Die Bekanntgabe steigender Verteidigungsausgaben ist ein historisches Signal dafür, dass Tokio dem Bereich Sicherheits- und Verteidigungspolitik signifikant mehr Ressourcen und Priorität zuschreiben will als in der Vergangenheit. Seit Japans Niederlage im Zweiten Weltkrieg war dessen Politik von starker militärischer Selbstbeschränkung sowie Zurückhaltung gekennzeichnet. Diese Haltung stand im Kontext der bis heute geltenden pazifistischen Nachkriegsverfassung, mit der Japan auf das Recht der Androhung oder Ausübung von Gewalt als Mittel zur Streitbeilegung verzichtet, ebenso wie auf den Unterhalt von Streitkräften. Vor diesem Hintergrund trägt das existierende japanische Militär offiziell den Namen Selbstverteidigungsstreitkräfte (jieitai), deren eher defensive Ausrichtung als verfassungskonform angesehen wird. Der Schwerpunkt der Truppen auf Landesverteidigung wird daran deutlich, dass von den 230.000 Truppen rund 65 Prozent dem Heer angehören. Nichtsdestotrotz verfügen die japanischen Streitkräfte über hochmoderne Ausrüstung einschließlich F-35 Kampfflugzeugen, worin Kritiker einen Widerspruch zum defensiven Leitgedanken sehen.

In Japan verband man die zurückhaltende Orientierung mit der Hoffnung oder gar Erwartung, dass der Frieden des Landes durch Selbstbeschränkung befördert wird. Generell gab es einen großen gesellschaftlichen Konsens, dass Japan aufgrund seiner Vergangenheit und Nachkriegsverfassung eine besondere Verantwortung als Friedensmacht zukommt. Japanische sicherheitspolitische Debatten drehten sich jahrzehntelang primär um die Frage, welchen Einschränkungen Tokios Politik unterliegen sollte. Beispielsweise hat sich das Land – abgesehen von minimalen Überschreitungen – seit 1976 an eine selbst auferlegte politische Konvention gehalten, nach der es nicht mehr als ein Prozent des Bruttoinlandprodukts für Verteidigung ausgibt. Auch als Japan in den 1990er Jahren anfing, sich an Blauhelmmissionen der Vereinten Nationen zu beteiligen, wurde streng reglementiert, unter welchen Bedingungen die Selbstverteidigungsstreitkräfte teilnehmen und ihre Waffen gebrauchen dürfen. Die Grenzen wurden derart eng gesetzt, dass japanische Truppen bei ihrem Einsatz für den Wiederaufbau des Iraks von 2004 bis 2006 aufgrund der prekären Sicherheitslage vor Ort zeitweise von anderen internationalen Truppen geschützt werden mussten – was auch als ‚Babysitting‘ verspottet wurde.

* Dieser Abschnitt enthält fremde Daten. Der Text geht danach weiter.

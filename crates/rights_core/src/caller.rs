use serde::Deserialize;

use crate::error::RightsError;

/// Authenticated identity of the party invoking an operation.
///
/// Passed explicitly to every workflow. There is no ambient or thread-local identity.
#[derive(Debug, Clone, PartialEq, Eq)]
pub struct Caller {
    pub user_id: String,
    pub scopes: Vec<String>,
}

impl Caller {
    /// Construct from validated JWT claims at the server boundary.
    pub fn from_jwt_claims(claims: &JwtClaims) -> Result<Self, RightsError> {
        let user_id = claims
            .sub
            .clone()
            .filter(|s| !s.is_empty())
            .ok_or_else(|| RightsError::Unauthenticated("ClaimsNotFoundError".into()))?;
        Ok(Self {
            user_id,
            scopes: claims.scopes.clone().unwrap_or_default(),
        })
    }

    /// Construct explicitly, e.g. for tests or internal jobs.
    pub fn new(user_id: impl Into<String>, scopes: Vec<String>) -> Self {
        Self {
            user_id: user_id.into(),
            scopes,
        }
    }

    pub fn can_access(&self, scope: &str) -> bool {
        self.scopes.iter().any(|s| s == scope)
    }

    /// Scope Authorizer: runs before any other logic of an operation.
    pub fn authorize(&self, scope: &str) -> Result<(), RightsError> {
        if self.can_access(scope) {
            Ok(())
        } else {
            tracing::warn!(user = %self.user_id, scope = %scope, "scope not authorized");
            Err(RightsError::PermissionDenied("ScopeValidationError".into()))
        }
    }
}

/// JWT claims shape expected from the identity provider.
#[derive(Debug, Clone, Deserialize)]
pub struct JwtClaims {
    pub sub: Option<String>,
    pub scopes: Option<Vec<String>>,
    pub exp: Option<u64>,
}

#[cfg(test)]
mod tests {
    use super::*;

    #[test]
    fn from_jwt_claims_happy_path() {
        let claims = JwtClaims {
            sub: Some("admin@test.com".into()),
            scopes: Some(vec!["s1".into(), "s2".into()]),
            exp: None,
        };
        let c = Caller::from_jwt_claims(&claims).unwrap();
        assert_eq!(c.user_id, "admin@test.com");
        assert_eq!(c.scopes, vec!["s1", "s2"]);
    }

    #[test]
    fn from_jwt_claims_missing_sub() {
        let claims = JwtClaims {
            sub: None,
            scopes: Some(vec!["s1".into()]),
            exp: None,
        };
        let err = Caller::from_jwt_claims(&claims).unwrap_err();
        assert!(matches!(err, RightsError::Unauthenticated(_)));
    }

    #[test]
    fn missing_scopes_default_to_none() {
        let claims = JwtClaims {
            sub: Some("u".into()),
            scopes: None,
            exp: None,
        };
        let c = Caller::from_jwt_claims(&claims).unwrap();
        assert!(c.scopes.is_empty());
        assert!(c.authorize("s1").is_err());
    }

    #[test]
    fn authorize_is_exact_membership() {
        let c = Caller::new("u", vec!["France".into()]);
        assert!(c.authorize("France").is_ok());
        let err = c.authorize("france").unwrap_err();
        assert!(matches!(err, RightsError::PermissionDenied(_)));
    }
}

Auch wenn antimilitaristische Sichtweisen in der japanischen Bevölkerung tief verwurzelt bleiben, haben sich politische Eliten in der letzten Dekade zunehmend besorgt über die Bedrohungslage gezeigt und Anpassungen in der Sicherheits- und Verteidigungspolitik gefordert. Vor allem der ehemalige Premierminister Abe Shinzo führte in seiner zweiten Regierungszeit (2012–2020) einige sicherheitspolitische Neuerungen ein. Diese betrafen sowohl institutionelle Aspekte (wie die Einführung eines Nationalen Sicherheitsrats) als auch rechtliche Fragen (neue Sicherheitsgesetze im Jahr 2015, nach denen Japan unter Einschränkungen das Recht auf kollektive Verteidigung ausüben darf). Die neusten sicherheitspolitischen Beschlüsse unter der Kishida-Regierung sind daher auch Teil eines graduellen Wandlungsprozesses, den das Land seit einigen Jahren durchläuft.

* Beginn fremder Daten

//! rights_server: standalone REST server for aggregated software-license rights.
//!
//! Configuration is read from `RIGHTS_*` env vars, see `config::ServerConfig`.

use std::sync::Arc;

use anyhow::Context;
use rights_core::ports::MetricCatalog;
use rights_core::{RightsService, RightsServiceImpl};
use rights_postgres::{apply_schema, PgStores};
use rights_server::config::ServerConfig;
use rights_server::metric_client::HttpMetricCatalog;
use rights_server::middleware::jwt::JwtConfig;
use rights_server::router::build_router;
use sqlx::postgres::PgPoolOptions;
use tokio::net::TcpListener;

#[tokio::main]
async fn main() -> anyhow::Result<()> {
    tracing_subscriber::fmt()
        .with_env_filter(
            tracing_subscriber::EnvFilter::try_from_default_env()
                .unwrap_or_else(|_| "info,rights_server=debug,rights_core=debug".into()),
        )
        .init();

    let config = ServerConfig::from_env()?;

    let pool = PgPoolOptions::new()
        .max_connections(config.db_pool_size)
        .connect(&config.database_url)
        .await
        .context("failed to connect to database")?;
    tracing::info!("Connected to database");

    apply_schema(&pool).await?;

    let stores = PgStores::new(pool);
    let metrics: Arc<dyn MetricCatalog> = Arc::new(HttpMetricCatalog::new(
        config.metric_service_url.clone(),
        config.metric_timeout,
    )?);

    let service: Arc<dyn RightsService> = Arc::new(RightsServiceImpl::new(
        Arc::new(stores.rights),
        Arc::new(stores.aggregations),
        Arc::new(stores.products),
        Arc::new(stores.ledger),
        metrics,
        Arc::new(stores.jobs),
    ));

    let jwt_config = JwtConfig::from_secret(config.jwt_secret.as_bytes());
    let app = build_router(service, jwt_config);

    let listener = TcpListener::bind(&config.bind_addr)
        .await
        .with_context(|| format!("failed to bind to {}", config.bind_addr))?;
    tracing::info!("rights_server listening on {}", config.bind_addr);

    axum::serve(listener, app).await.context("server error")?;
    Ok(())
}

Sowohl die neue japanische Sicherheitsstrategie als auch die Ableitungen folgen weiterhin dem Leitgedanken einer defensiv ausgerichteten Verteidigungspolitik. Gleichwohl zeigen sie auf, dass Japan seine bisherigen Selbstbeschränkungen überdenken muss, um sich gegen Bedrohungen in seinem Umfeld zu wappnen. Die Ein-Prozent-Konvention für Verteidigungsausgaben stand in den letzten Jahren angesichts regionaler Spannungen zunehmend in der Kritik – doch erst mit der neuen Sicherheitsstrategie hat die japanische Regierung sich offiziell dem Ziel höherer Ausgaben verschrieben. Japans Verteidigungsstrategie nennt sieben Bereiche, bei denen Fähigkeiten der Streitkräfte ausgebaut werden sollen, so etwa die integrierte Flugabwehr, unbemannte Systeme, oder Mobilität und schnelle Einsatzfähigkeit von Truppen.

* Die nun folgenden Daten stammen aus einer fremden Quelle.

//! Change events pushed to the aggregation worker queue.
//!
//! Every successful mutation publishes one typed envelope. Publishing is best
//! effort: serialization and enqueue failures are logged and counted, never
//! returned to the workflow that triggered them.

use std::sync::atomic::{AtomicU64, Ordering};
use std::sync::Arc;

use serde::{Deserialize, Serialize};

use crate::ports::JobQueue;

/// Queue (and job type) consumed by the downstream graph-indexing worker.
pub const AGGREGATION_WORKER_QUEUE: &str = "aw";

// ── Envelope ──────────────────────────────────────────────────

#[derive(Debug, Clone, Copy, PartialEq, Eq, Serialize, Deserialize)]
pub enum MessageType {
    UpsertAggregatedRights,
    DeleteAggregatedRights,
    UpsertAggregation,
    DeleteAggregation,
}

#[derive(Debug, Clone, PartialEq, Serialize, Deserialize)]
pub struct Envelope {
    #[serde(rename = "Type")]
    pub message_type: MessageType,
    #[serde(rename = "JSON")]
    pub json: serde_json::Value,
}

// ── Payloads ──────────────────────────────────────────────────

/// Field names follow what the worker decodes.
#[derive(Debug, Clone, PartialEq, Serialize, Deserialize)]
pub struct UpsertAggregatedRightPayload {
    pub sku: String,
    #[serde(rename = "aggregationID")]
    pub aggregation_id: i32,
    /// Comma-joined metric names.
    pub metric: String,
    pub start_of_maintenance: String,
    pub end_of_maintenance: String,
    pub num_licenses_acquired: i32,
    pub avg_unit_price: f64,
    pub avg_maintenance_unit_price: f64,
    pub total_purchase_cost: f64,
    pub total_maintenance_cost: f64,
    pub total_cost: f64,
    pub scope: String,
    pub num_licences_maintenance: i32,
    #[serde(rename = "orderingDate")]
    pub ordering_date: String,
    #[serde(rename = "corporateSourcingContract")]
    pub corporate_sourcing_contract: String,
    #[serde(rename = "softwareProvider")]
    pub software_provider: String,
    #[serde(rename = "lastPurchasedOrder")]
    pub last_purchased_order: String,
    /// Comma-joined support numbers.
    #[serde(rename = "supportNumber")]
    pub support_number: String,
    #[serde(rename = "maintenanceProvider")]
    pub maintenance_provider: String,
    pub repartition: bool,
}

#[derive(Debug, Clone, PartialEq, Eq, Serialize, Deserialize)]
pub struct DeleteAggregatedRightPayload {
    pub sku: String,
    pub scope: String,
}

#[derive(Debug, Clone, PartialEq, Eq, Serialize, Deserialize)]
pub struct UpsertAggregationPayload {
    pub id: i32,
    pub name: String,
    pub swidtags: Vec<String>,
    pub product_names: Vec<String>,
    pub product_editor: String,
    pub scope: String,
}

#[derive(Debug, Clone, PartialEq, Eq, Serialize, Deserialize)]
pub struct DeleteAggregationPayload {
    pub id: i32,
    pub scope: String,
}

#[derive(Debug, Clone, PartialEq)]
pub enum ChangeEvent {
    UpsertAggregatedRight(UpsertAggregatedRightPayload),
    DeleteAggregatedRight(DeleteAggregatedRightPayload),
    UpsertAggregation(UpsertAggregationPayload),
    DeleteAggregation(DeleteAggregationPayload),
}

impl ChangeEvent {
    pub fn message_type(&self) -> MessageType {
        match self {
            Self::UpsertAggregatedRight(_) => MessageType::UpsertAggregatedRights,
            Self::DeleteAggregatedRight(_) => MessageType::DeleteAggregatedRights,
            Self::UpsertAggregation(_) => MessageType::UpsertAggregation,
            Self::DeleteAggregation(_) => MessageType::DeleteAggregation,
        }
    }

    pub fn payload_json(&self) -> serde_json::Result<serde_json::Value> {
        match self {
            Self::UpsertAggregatedRight(p) => serde_json::to_value(p),
            Self::DeleteAggregatedRight(p) => serde_json::to_value(p),
            Self::UpsertAggregation(p) => serde_json::to_value(p),
            Self::DeleteAggregation(p) => serde_json::to_value(p),
        }
    }

    /// Scope the event belongs to, for log context.
    pub fn scope(&self) -> &str {
        match self {
            Self::UpsertAggregatedRight(p) => &p.scope,
            Self::DeleteAggregatedRight(p) => &p.scope,
            Self::UpsertAggregation(p) => &p.scope,
            Self::DeleteAggregation(p) => &p.scope,
        }
    }
}

// ── Job ───────────────────────────────────────────────────────

#[derive(Debug, Clone, Copy, PartialEq, Eq, Serialize, Deserialize)]
#[serde(rename_all = "lowercase")]
pub enum JobStatus {
    Pending,
}

impl JobStatus {
    pub fn as_str(&self) -> &'static str {
        match self {
            Self::Pending => "pending",
        }
    }
}

#[derive(Debug, Clone, PartialEq, Eq)]
pub struct Job {
    pub queue: String,
    pub job_type: String,
    pub status: JobStatus,
    /// Serialized [`Envelope`].
    pub data: Vec<u8>,
}

impl Job {
    /// Build the job for `message_type` from a payload that may have failed to
    /// serialize. A failed payload becomes JSON `null`; the job is still built.
    pub fn from_payload(
        message_type: MessageType,
        payload: serde_json::Result<serde_json::Value>,
    ) -> Self {
        let json = payload.unwrap_or_else(|e| {
            tracing::error!(?message_type, error = %e, "failed to serialize event payload");
            serde_json::Value::Null
        });
        let envelope = Envelope { message_type, json };
        let data = serde_json::to_vec(&envelope).unwrap_or_else(|e| {
            tracing::error!(?message_type, error = %e, "failed to serialize event envelope");
            Vec::new()
        });
        Self {
            queue: AGGREGATION_WORKER_QUEUE.to_string(),
            job_type: AGGREGATION_WORKER_QUEUE.to_string(),
            status: JobStatus::Pending,
            data,
        }
    }

    pub fn envelope(&self) -> serde_json::Result<Envelope> {
        serde_json::from_slice(&self.data)
    }
}

// ── Publisher ─────────────────────────────────────────────────

/// Counts of publish attempts since startup.
#[derive(Debug, Clone, Copy, Default, PartialEq, Eq, Serialize)]
pub struct PublisherStats {
    pub published: u64,
    pub failed: u64,
}

pub struct EventPublisher {
    queue: Arc<dyn JobQueue>,
    published: AtomicU64,
    failed: AtomicU64,
}

impl EventPublisher {
    pub fn new(queue: Arc<dyn JobQueue>) -> Self {
        Self {
            queue,
            published: AtomicU64::new(0),
            failed: AtomicU64::new(0),
        }
    }

    /// Push `event` onto the worker queue. Returns the job id when the push succeeded.
    pub async fn publish(&self, event: &ChangeEvent) -> Option<i64> {
        let job = Job::from_payload(event.message_type(), event.payload_json());
        self.push(event.message_type(), event.scope(), &job).await
    }

    async fn push(&self, message_type: MessageType, scope: &str, job: &Job) -> Option<i64> {
        match self.queue.push_job(job).await {
            Ok(id) => {
                self.published.fetch_add(1, Ordering::Relaxed);
                tracing::info!(job_id = id, ?message_type, scope, "change event queued");
                Some(id)
            }
            Err(e) => {
                self.failed.fetch_add(1, Ordering::Relaxed);
                tracing::error!(?message_type, scope, error = %e, "failed to push change event");
                None
            }
        }
    }

    pub fn stats(&self) -> PublisherStats {
        PublisherStats {
            published: self.published.load(Ordering::Relaxed),
            failed: self.failed.load(Ordering::Relaxed),
        }
    }
}

#[cfg(test)]
mod tests {
    use super::*;
    use crate::memory::InMemoryStores;

    fn delete_right(sku: &str) -> ChangeEvent {
        ChangeEvent::DeleteAggregatedRight(DeleteAggregatedRightPayload {
            sku: sku.into(),
            scope: "s1".into(),
        })
    }

    #[test]
    fn envelope_wire_names() {
        let job = Job::from_payload(
            MessageType::DeleteAggregatedRights,
            delete_right("sku1").payload_json(),
        );
        let raw: serde_json::Value = serde_json::from_slice(&job.data).unwrap();
        assert_eq!(raw["Type"], "DeleteAggregatedRights");
        assert_eq!(raw["JSON"]["sku"], "sku1");
        assert_eq!(raw["JSON"]["scope"], "s1");
        assert_eq!(job.queue, "aw");
        assert_eq!(job.job_type, "aw");
        assert_eq!(job.status.as_str(), "pending");
    }

    #[test]
    fn upsert_right_payload_uses_worker_field_names() {
        let payload = UpsertAggregatedRightPayload {
            sku: "aggsku".into(),
            aggregation_id: 1,
            metric: "met1,met2".into(),
            start_of_maintenance: String::new(),
            end_of_maintenance: String::new(),
            num_licenses_acquired: 10,
            avg_unit_price: 2.0,
            avg_maintenance_unit_price: 0.0,
            total_purchase_cost: 20.0,
            total_maintenance_cost: 0.0,
            total_cost: 20.0,
            scope: "s1".into(),
            num_licences_maintenance: 0,
            ordering_date: String::new(),
            corporate_sourcing_contract: "csc".into(),
            software_provider: String::new(),
            last_purchased_order: String::new(),
            support_number: "a,b".into(),
            maintenance_provider: String::new(),
            repartition: true,
        };
        let v = serde_json::to_value(&payload).unwrap();
        assert_eq!(v["aggregationID"], 1);
        assert_eq!(v["corporateSourcingContract"], "csc");
        assert_eq!(v["supportNumber"], "a,b");
        assert_eq!(v["metric"], "met1,met2");
        assert!(v.get("file_data").is_none());
    }

    #[test]
    fn failed_payload_still_builds_job() {
        let broken = serde_json::from_str::<serde_json::Value>("{");
        assert!(broken.is_err());
        let job = Job::from_payload(MessageType::DeleteAggregatedRights, broken);
        let envelope = job.envelope().unwrap();
        assert_eq!(envelope.message_type, MessageType::DeleteAggregatedRights);
        assert!(envelope.json.is_null());
    }

    #[tokio::test]
    async fn publish_records_job_and_counts() {
        let stores = InMemoryStores::new();
        let publisher = EventPublisher::new(Arc::new(stores.clone()));
        let id = publisher.publish(&delete_right("sku1")).await;
        assert!(id.is_some());
        assert_eq!(stores.jobs().await.len(), 1);
        assert_eq!(
            publisher.stats(),
            PublisherStats {
                published: 1,
                failed: 0
            }
        );
    }

    #[tokio::test]
    async fn push_failure_is_swallowed() {
        let stores = InMemoryStores::new();
        stores.state().await.fail_job_push = true;
        let publisher = EventPublisher::new(Arc::new(stores.clone()));
        assert_eq!(publisher.publish(&delete_right("sku1")).await, None);
        assert_eq!(publisher.stats().failed, 1);
        assert!(stores.jobs().await.is_empty());
    }
}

Eine weitere in der Strategie verkündete Änderung betrifft die bisherige Selbstbeschränkung bei den von den Streitkräften genutzten Waffen. Japan will künftig seine Truppen mit der Fähigkeit ausrüsten, effektive Gegenschläge auf das Territorium eines Gegners auszuführen, von dem Japan mit Raketen oder anderen Mitteln angegriffen wurde. Dabei geht es um die Anschaffung beziehungsweise Entwicklung verschiedener Raketen mit Reichweiten von mindestens 1.000 Kilometern. Unter anderem soll in den kommenden Jahren der amerikanische Tomahawk-Marschflugkörper mit einer Reichweite von rund 1.600 Kilometern eingeführt werden. Bisher hatte Japan für die Verteidigung in seiner unmittelbaren Umgebung nur Raketen kürzerer Reichweite von um die 200 Kilometer in seinem Arsenal, was der defensiven Ausrichtung der Streitkräfte entsprach. Hintergrund des neusten Aufrüstungsbeschlusses ist, dass Sicherheitsexperten in Japan schon seit einigen Jahren Zweifel äußern, ob die eigenen Raketenabwehrsysteme angesichts Chinas und Nordkoreas Aufrüstung ausreichenden Schutz bieten. Im Verbund mit dem US-Bündnispartner sollen die neuen japanischen Raketen mittlerer Reichweite daher helfen, gegnerische Angriffe abzuschrecken.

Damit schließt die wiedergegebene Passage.